### REQUIRED ACTION
Your answer should be one number, the count of lines in the records that carry the string "Result".

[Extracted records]

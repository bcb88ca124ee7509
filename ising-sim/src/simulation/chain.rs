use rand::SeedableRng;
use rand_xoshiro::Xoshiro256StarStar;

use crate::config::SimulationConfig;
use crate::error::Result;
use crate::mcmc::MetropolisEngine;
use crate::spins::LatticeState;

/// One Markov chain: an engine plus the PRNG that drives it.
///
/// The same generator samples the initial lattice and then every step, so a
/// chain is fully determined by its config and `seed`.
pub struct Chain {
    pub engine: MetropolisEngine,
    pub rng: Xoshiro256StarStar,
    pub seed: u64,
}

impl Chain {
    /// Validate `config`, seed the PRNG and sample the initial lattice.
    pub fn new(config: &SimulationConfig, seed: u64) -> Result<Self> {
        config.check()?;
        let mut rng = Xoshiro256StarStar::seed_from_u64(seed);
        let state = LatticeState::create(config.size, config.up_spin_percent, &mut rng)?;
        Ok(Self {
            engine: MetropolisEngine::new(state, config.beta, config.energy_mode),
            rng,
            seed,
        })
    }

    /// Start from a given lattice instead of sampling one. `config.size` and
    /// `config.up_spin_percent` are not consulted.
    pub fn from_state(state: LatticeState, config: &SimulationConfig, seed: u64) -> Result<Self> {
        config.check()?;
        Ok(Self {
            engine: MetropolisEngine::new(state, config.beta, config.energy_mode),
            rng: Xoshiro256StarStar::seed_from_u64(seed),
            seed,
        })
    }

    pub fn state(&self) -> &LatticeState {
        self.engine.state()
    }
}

### TASK ANSWER
3